SP is optional — if omitted, both sides must agree on the cipher suite through some other means (e.g., out-of-band configuration or SDP negotiation). Including SP in the message makes the exchange self-contained.
## Attaching SP to a DH-Init
```rust
# extern crate mykey;
# fn main() -> Result<(), Box<dyn std::error::Error>> {
use mykey::{DhInitiator, SrtpPolicy};
# let csc_id: u32 = 1;
# let ssrc: u32 = 0x12345678;
let initiator = DhInitiator::new(csc_id, ssrc);
let sp = SrtpPolicy::aes_128_default().to_sp_payload(0);
let _init_msg = initiator.init_message_with_sp(sp)?;
# Ok(())
# }
```
The `policy_no` argument to `to_sp_payload()` links the SP to a specific crypto session. Use `0` unless you are managing multiple crypto sessions within a single CSB.

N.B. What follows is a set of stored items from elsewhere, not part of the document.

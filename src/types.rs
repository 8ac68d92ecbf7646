use byteorder::{LittleEndian, ReadBytesExt, WriteBytesExt};
use half::f16;
use num_complex::Complex;
use std::io::Cursor;

use crate::error::{CodecError, CodecResult};

// ---------------------------------------------------------------------------
// DataType
// ---------------------------------------------------------------------------

/// Element type of an [`NdArray`], named by its numpy dtype string.
#[derive(Debug, Clone, Copy, PartialEq, Eq, Hash)]
pub enum DataType {
    Bool,
    Int8,
    Int16,
    Int32,
    Int64,
    UInt8,
    UInt16,
    UInt32,
    UInt64,
    Float16,
    Float32,
    Float64,
    Complex64,
    Complex128,
}

impl DataType {
    /// Number of bytes per element.
    pub fn byte_size(&self) -> usize {
        match self {
            DataType::Bool | DataType::Int8 | DataType::UInt8 => 1,
            DataType::Int16 | DataType::UInt16 | DataType::Float16 => 2,
            DataType::Int32 | DataType::UInt32 | DataType::Float32 => 4,
            DataType::Int64 | DataType::UInt64 | DataType::Float64 | DataType::Complex64 => 8,
            DataType::Complex128 => 16,
        }
    }

    /// The dtype string used on the wire.
    pub fn name(&self) -> &'static str {
        match self {
            DataType::Bool => "bool",
            DataType::Int8 => "int8",
            DataType::Int16 => "int16",
            DataType::Int32 => "int32",
            DataType::Int64 => "int64",
            DataType::UInt8 => "uint8",
            DataType::UInt16 => "uint16",
            DataType::UInt32 => "uint32",
            DataType::UInt64 => "uint64",
            DataType::Float16 => "float16",
            DataType::Float32 => "float32",
            DataType::Float64 => "float64",
            DataType::Complex64 => "complex64",
            DataType::Complex128 => "complex128",
        }
    }

    /// Parse a wire dtype string.
    pub fn parse(s: &str) -> Option<DataType> {
        match s {
            "bool" => Some(DataType::Bool),
            "int8" => Some(DataType::Int8),
            "int16" => Some(DataType::Int16),
            "int32" => Some(DataType::Int32),
            "int64" => Some(DataType::Int64),
            "uint8" => Some(DataType::UInt8),
            "uint16" => Some(DataType::UInt16),
            "uint32" => Some(DataType::UInt32),
            "uint64" => Some(DataType::UInt64),
            "float16" => Some(DataType::Float16),
            "float32" => Some(DataType::Float32),
            "float64" => Some(DataType::Float64),
            "complex64" => Some(DataType::Complex64),
            "complex128" => Some(DataType::Complex128),
            _ => None,
        }
    }
}

impl std::fmt::Display for DataType {
    fn fmt(&self, f: &mut std::fmt::Formatter<'_>) -> std::fmt::Result {
        write!(f, "{}", self.name())
    }
}

// ---------------------------------------------------------------------------
// ArrayData  (typed flat buffer)
// ---------------------------------------------------------------------------

#[derive(Debug, Clone, PartialEq)]
pub enum ArrayData {
    Bool(Vec<bool>),
    Int8(Vec<i8>),
    Int16(Vec<i16>),
    Int32(Vec<i32>),
    Int64(Vec<i64>),
    UInt8(Vec<u8>),
    UInt16(Vec<u16>),
    UInt32(Vec<u32>),
    UInt64(Vec<u64>),
    Float16(Vec<f16>),
    Float32(Vec<f32>),
    Float64(Vec<f64>),
    Complex64(Vec<Complex<f32>>),
    Complex128(Vec<Complex<f64>>),
}

impl ArrayData {
    pub fn data_type(&self) -> DataType {
        match self {
            ArrayData::Bool(_) => DataType::Bool,
            ArrayData::Int8(_) => DataType::Int8,
            ArrayData::Int16(_) => DataType::Int16,
            ArrayData::Int32(_) => DataType::Int32,
            ArrayData::Int64(_) => DataType::Int64,
            ArrayData::UInt8(_) => DataType::UInt8,
            ArrayData::UInt16(_) => DataType::UInt16,
            ArrayData::UInt32(_) => DataType::UInt32,
            ArrayData::UInt64(_) => DataType::UInt64,
            ArrayData::Float16(_) => DataType::Float16,
            ArrayData::Float32(_) => DataType::Float32,
            ArrayData::Float64(_) => DataType::Float64,
            ArrayData::Complex64(_) => DataType::Complex64,
            ArrayData::Complex128(_) => DataType::Complex128,
        }
    }

    /// Number of elements in the buffer.
    pub fn len(&self) -> usize {
        match self {
            ArrayData::Bool(v) => v.len(),
            ArrayData::Int8(v) => v.len(),
            ArrayData::Int16(v) => v.len(),
            ArrayData::Int32(v) => v.len(),
            ArrayData::Int64(v) => v.len(),
            ArrayData::UInt8(v) => v.len(),
            ArrayData::UInt16(v) => v.len(),
            ArrayData::UInt32(v) => v.len(),
            ArrayData::UInt64(v) => v.len(),
            ArrayData::Float16(v) => v.len(),
            ArrayData::Float32(v) => v.len(),
            ArrayData::Float64(v) => v.len(),
            ArrayData::Complex64(v) => v.len(),
            ArrayData::Complex128(v) => v.len(),
        }
    }

    pub fn is_empty(&self) -> bool {
        self.len() == 0
    }
}

// ---------------------------------------------------------------------------
// NdArray
// ---------------------------------------------------------------------------

/// N-dimensional numeric array: a typed flat buffer plus a row-major shape.
#[derive(Debug, Clone, PartialEq)]
pub struct NdArray {
    dtype: DataType,
    shape: Vec<usize>,
    data: ArrayData,
}

impl NdArray {
    /// Build an array from a flat row-major buffer and its shape.
    /// Fails when the shape product does not match the buffer length.
    pub fn new(shape: Vec<usize>, data: ArrayData) -> CodecResult<Self> {
        let count = element_count(&shape)?;
        if count != data.len() {
            return Err(CodecError::Encode(format!(
                "shape {:?} implies {} elements, buffer has {}",
                shape,
                count,
                data.len()
            )));
        }
        Ok(Self {
            dtype: data.data_type(),
            shape,
            data,
        })
    }

    pub fn dtype(&self) -> DataType {
        self.dtype
    }

    pub fn shape(&self) -> &[usize] {
        &self.shape
    }

    pub fn data(&self) -> &ArrayData {
        &self.data
    }

    /// Serialize the flat buffer to little-endian bytes, row-major.
    pub fn to_bytes(&self) -> CodecResult<Vec<u8>> {
        data_to_bytes(&self.data)
    }

    /// Rebuild an array from little-endian bytes.
    /// The payload length must be exactly `shape product * dtype byte size`.
    pub fn from_bytes(dtype: DataType, shape: Vec<usize>, bytes: &[u8]) -> CodecResult<Self> {
        let count = element_count(&shape)?;
        let expected = count
            .checked_mul(dtype.byte_size())
            .ok_or_else(|| CodecError::DecodeOverflow(format!("shape {shape:?} overflows")))?;
        if bytes.len() != expected {
            return Err(CodecError::MalformedDict(format!(
                "array payload is {} bytes, dtype {} with shape {:?} requires {}",
                bytes.len(),
                dtype,
                shape,
                expected
            )));
        }
        let data = bytes_to_data(dtype, bytes)?;
        Ok(Self { dtype, shape, data })
    }
}

/// Total element count implied by a shape, with overflow checking.
pub fn element_count(shape: &[usize]) -> CodecResult<usize> {
    shape.iter().try_fold(1usize, |acc, &dim| {
        acc.checked_mul(dim)
            .ok_or_else(|| CodecError::DecodeOverflow(format!("shape {shape:?} overflows")))
    })
}

// ---------------------------------------------------------------------------
// Typed buffer -> little-endian bytes
// ---------------------------------------------------------------------------

fn data_to_bytes(data: &ArrayData) -> CodecResult<Vec<u8>> {
    let mut out = Vec::with_capacity(data.len() * data.data_type().byte_size());
    let res = match data {
        ArrayData::Bool(v) => {
            out.extend(v.iter().map(|b| u8::from(*b)));
            Ok(())
        }
        ArrayData::Int8(v) => {
            out.extend(v.iter().map(|x| *x as u8));
            Ok(())
        }
        ArrayData::UInt8(v) => {
            out.extend_from_slice(v);
            Ok(())
        }
        ArrayData::Int16(v) => write_all(&mut out, v, |o, x| o.write_i16::<LittleEndian>(*x)),
        ArrayData::Int32(v) => write_all(&mut out, v, |o, x| o.write_i32::<LittleEndian>(*x)),
        ArrayData::Int64(v) => write_all(&mut out, v, |o, x| o.write_i64::<LittleEndian>(*x)),
        ArrayData::UInt16(v) => write_all(&mut out, v, |o, x| o.write_u16::<LittleEndian>(*x)),
        ArrayData::UInt32(v) => write_all(&mut out, v, |o, x| o.write_u32::<LittleEndian>(*x)),
        ArrayData::UInt64(v) => write_all(&mut out, v, |o, x| o.write_u64::<LittleEndian>(*x)),
        ArrayData::Float16(v) => {
            write_all(&mut out, v, |o, x| o.write_u16::<LittleEndian>(x.to_bits()))
        }
        ArrayData::Float32(v) => write_all(&mut out, v, |o, x| o.write_f32::<LittleEndian>(*x)),
        ArrayData::Float64(v) => write_all(&mut out, v, |o, x| o.write_f64::<LittleEndian>(*x)),
        ArrayData::Complex64(v) => write_all(&mut out, v, |o, c| {
            o.write_f32::<LittleEndian>(c.re)?;
            o.write_f32::<LittleEndian>(c.im)
        }),
        ArrayData::Complex128(v) => write_all(&mut out, v, |o, c| {
            o.write_f64::<LittleEndian>(c.re)?;
            o.write_f64::<LittleEndian>(c.im)
        }),
    };
    res.map_err(|e| CodecError::Encode(format!("failed to write array bytes: {e}")))?;
    Ok(out)
}

fn write_all<T, F>(out: &mut Vec<u8>, items: &[T], write: F) -> std::io::Result<()>
where
    F: Fn(&mut Vec<u8>, &T) -> std::io::Result<()>,
{
    for item in items {
        write(out, item)?;
    }
    Ok(())
}

// ---------------------------------------------------------------------------
// Little-endian bytes -> typed buffer
// ---------------------------------------------------------------------------

/// Interpret raw little-endian bytes as a typed flat buffer.
/// Callers must have validated the payload length against the dtype already.
fn bytes_to_data(dtype: DataType, data: &[u8]) -> CodecResult<ArrayData> {
    match dtype {
        DataType::Bool => Ok(ArrayData::Bool(data.iter().map(|b| *b != 0).collect())),
        DataType::Int8 => Ok(ArrayData::Int8(data.iter().map(|b| *b as i8).collect())),
        DataType::UInt8 => Ok(ArrayData::UInt8(data.to_vec())),

        DataType::Int16 => read_vec_typed(data, 2, |c| c.read_i16::<LittleEndian>(), ArrayData::Int16),
        DataType::Int32 => read_vec_typed(data, 4, |c| c.read_i32::<LittleEndian>(), ArrayData::Int32),
        DataType::Int64 => read_vec_typed(data, 8, |c| c.read_i64::<LittleEndian>(), ArrayData::Int64),
        DataType::UInt16 => read_vec_typed(data, 2, |c| c.read_u16::<LittleEndian>(), ArrayData::UInt16),
        DataType::UInt32 => read_vec_typed(data, 4, |c| c.read_u32::<LittleEndian>(), ArrayData::UInt32),
        DataType::UInt64 => read_vec_typed(data, 8, |c| c.read_u64::<LittleEndian>(), ArrayData::UInt64),
        DataType::Float16 => read_vec_typed(
            data,
            2,
            |c| c.read_u16::<LittleEndian>().map(f16::from_bits),
            ArrayData::Float16,
        ),
        DataType::Float32 => read_vec_typed(data, 4, |c| c.read_f32::<LittleEndian>(), ArrayData::Float32),
        DataType::Float64 => read_vec_typed(data, 8, |c| c.read_f64::<LittleEndian>(), ArrayData::Float64),
        DataType::Complex64 => read_vec_typed(
            data,
            8,
            |c| {
                let re = c.read_f32::<LittleEndian>()?;
                let im = c.read_f32::<LittleEndian>()?;
                Ok(Complex::new(re, im))
            },
            ArrayData::Complex64,
        ),
        DataType::Complex128 => read_vec_typed(
            data,
            16,
            |c| {
                let re = c.read_f64::<LittleEndian>()?;
                let im = c.read_f64::<LittleEndian>()?;
                Ok(Complex::new(re, im))
            },
            ArrayData::Complex128,
        ),
    }
}

/// Helper: read a vector of a fixed-size element type.
fn read_vec_typed<T, F>(
    data: &[u8],
    elem_size: usize,
    read: F,
    wrap: fn(Vec<T>) -> ArrayData,
) -> CodecResult<ArrayData>
where
    F: Fn(&mut Cursor<&[u8]>) -> std::io::Result<T>,
{
    let count = data.len() / elem_size;
    let mut out = Vec::with_capacity(count);
    let mut cursor = Cursor::new(data);
    for _ in 0..count {
        let val = read(&mut cursor)
            .map_err(|e| CodecError::Decode(format!("failed to read array element: {e}")))?;
        out.push(val);
    }
    Ok(wrap(out))
}

#[cfg(test)]
mod tests {
    use super::*;
    use pretty_assertions::assert_eq;

    #[test]
    fn dtype_names_round_trip() {
        for dt in [
            DataType::Bool,
            DataType::Int64,
            DataType::UInt16,
            DataType::Float16,
            DataType::Complex128,
        ] {
            assert_eq!(DataType::parse(dt.name()), Some(dt));
        }
        assert_eq!(DataType::parse("float128"), None);
    }

    #[test]
    fn int64_bytes_are_little_endian() {
        let arr = NdArray::new(vec![2], ArrayData::Int64(vec![1, -2])).unwrap();
        let bytes = arr.to_bytes().unwrap();
        assert_eq!(bytes[..8], [1u8, 0, 0, 0, 0, 0, 0, 0][..]);
        assert_eq!(bytes[8..], (-2i64).to_le_bytes()[..]);
        let back = NdArray::from_bytes(DataType::Int64, vec![2], &bytes).unwrap();
        assert_eq!(back, arr);
    }

    #[test]
    fn complex_and_half_round_trip() {
        let arr = NdArray::new(
            vec![2],
            ArrayData::Complex64(vec![Complex::new(1.5, -2.5), Complex::new(0.0, 3.0)]),
        )
        .unwrap();
        let bytes = arr.to_bytes().unwrap();
        assert_eq!(bytes.len(), 16);
        let back = NdArray::from_bytes(DataType::Complex64, vec![2], &bytes).unwrap();
        assert_eq!(back, arr);

        let half = NdArray::new(
            vec![3],
            ArrayData::Float16(vec![f16::from_f32(1.0), f16::ZERO, f16::from_f32(-0.5)]),
        )
        .unwrap();
        let bytes = half.to_bytes().unwrap();
        let back = NdArray::from_bytes(DataType::Float16, vec![3], &bytes).unwrap();
        assert_eq!(back, half);
    }

    #[test]
    fn shape_mismatch_is_rejected() {
        let err = NdArray::new(vec![2, 2], ArrayData::Int32(vec![1, 2, 3])).unwrap_err();
        assert!(matches!(err, CodecError::Encode(_)));

        let err = NdArray::from_bytes(DataType::Int32, vec![2], &[0u8; 7]).unwrap_err();
        assert!(matches!(err, CodecError::MalformedDict(_)));
    }

    #[test]
    fn zero_sized_shapes_are_fine() {
        let arr = NdArray::new(vec![0, 3], ArrayData::Float64(vec![])).unwrap();
        let bytes = arr.to_bytes().unwrap();
        assert!(bytes.is_empty());
        let back = NdArray::from_bytes(DataType::Float64, vec![0, 3], &bytes).unwrap();
        assert_eq!(back, arr);
    }
}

## Reading SP from a parsed message
```rust
# extern crate mykey;
# fn main() -> Result<(), Box<dyn std::error::Error>> {
use mykey::policy::SrtpPolicy;
# use mykey::{DhInitiator, message::MikeyMessage};
# let csc_id: u32 = 1;
# let initiator = DhInitiator::new(csc_id, 0x12345678);
# let sp_payload = SrtpPolicy::aes_128_default().to_sp_payload(0);
# let wire_bytes = initiator.init_message_with_sp(sp_payload)?.to_bytes().to_vec();
let parsed = MikeyMessage::from_bytes(&wire_bytes)?;
if let Some(sp) = parsed.security_policy() {
let policy = SrtpPolicy::from_sp_payload(sp).unwrap();
println!("enc_alg: {:?}", policy.enc_alg);
println!("enc_key_len: {} bytes", policy.enc_key_len);
println!("auth_alg: {:?}", policy.auth_alg);
println!("auth_key_len: {} bytes", policy.auth_key_len);
println!("auth_tag_len: {} bytes", policy.auth_tag_len);
}
# Ok(())
# }
```
## Built-in presets
```rust
# extern crate mykey;
use mykey::policy::SrtpPolicy;
// AES-128-CM + HMAC-SHA1-80 — matches AES67 default profile
let _policy = SrtpPolicy::aes_128_default();
// AES-256-CM + HMAC-SHA1-80 — for compliance requirements
let _policy = SrtpPolicy::aes_256_default();
```
Both presets set `srtp_encryption = true`, `srtcp_encryption = true`, and `srtp_authentication = true`.
## Custom policy
Build a policy by setting fields directly:
```rust
# extern crate mykey;
use mykey::policy::{SrtpPolicy, SrtpEncAlg, SrtpAuthAlg};
let policy = SrtpPolicy {
enc_alg: SrtpEncAlg::AesCm,
enc_key_len: 32, // AES-256
auth_alg: SrtpAuthAlg::HmacSha1,
auth_key_len: 20,
salt_key_len: 14,
auth_tag_len: 10, // 80-bit tag
srtp_encryption: true,
srtcp_encryption: false,
srtp_authentication: true,
};
let sp = policy.to_sp_payload(0);
```
## Wire encoding
SP parameters are TLV-encoded (type 1 byte, length 1 byte, value). SRTP parameter types follow RFC 3830 §6.10.1:
| 0 | Encryption algorithm | 1 | `1` (AES-CM) |
| 1 | Session encryption key length | 1 | `16` |
| 2 | Authentication algorithm | 1 | `1` (HMAC-SHA-1) |
| 3 | Session authentication key length | 1 | `20` |
| 4 | Session salt key length | 1 | `14` |
| 5 | SRTP pseudo-random function | 1 | `0` (AES-CM) |
| 6 | Key derivation rate | 1 | `0` |
| 7 | SRTP enabled | 1 | `1` |
| 8 | SRTCP enabled | 1 | `0` |
| 9 | FEC order | 1 | `0` |
| 10 | SRTP auth tag length | 1 | `10` |
| 11 | SRTP prefix length | 1 | `0` |
| 12 | Replay window size | 2 | `64` |
A full 9-parameter SP payload adds approximately 21 bytes to the message (3-byte header + 9 params × 2 bytes each, plus the 2-byte replay window param).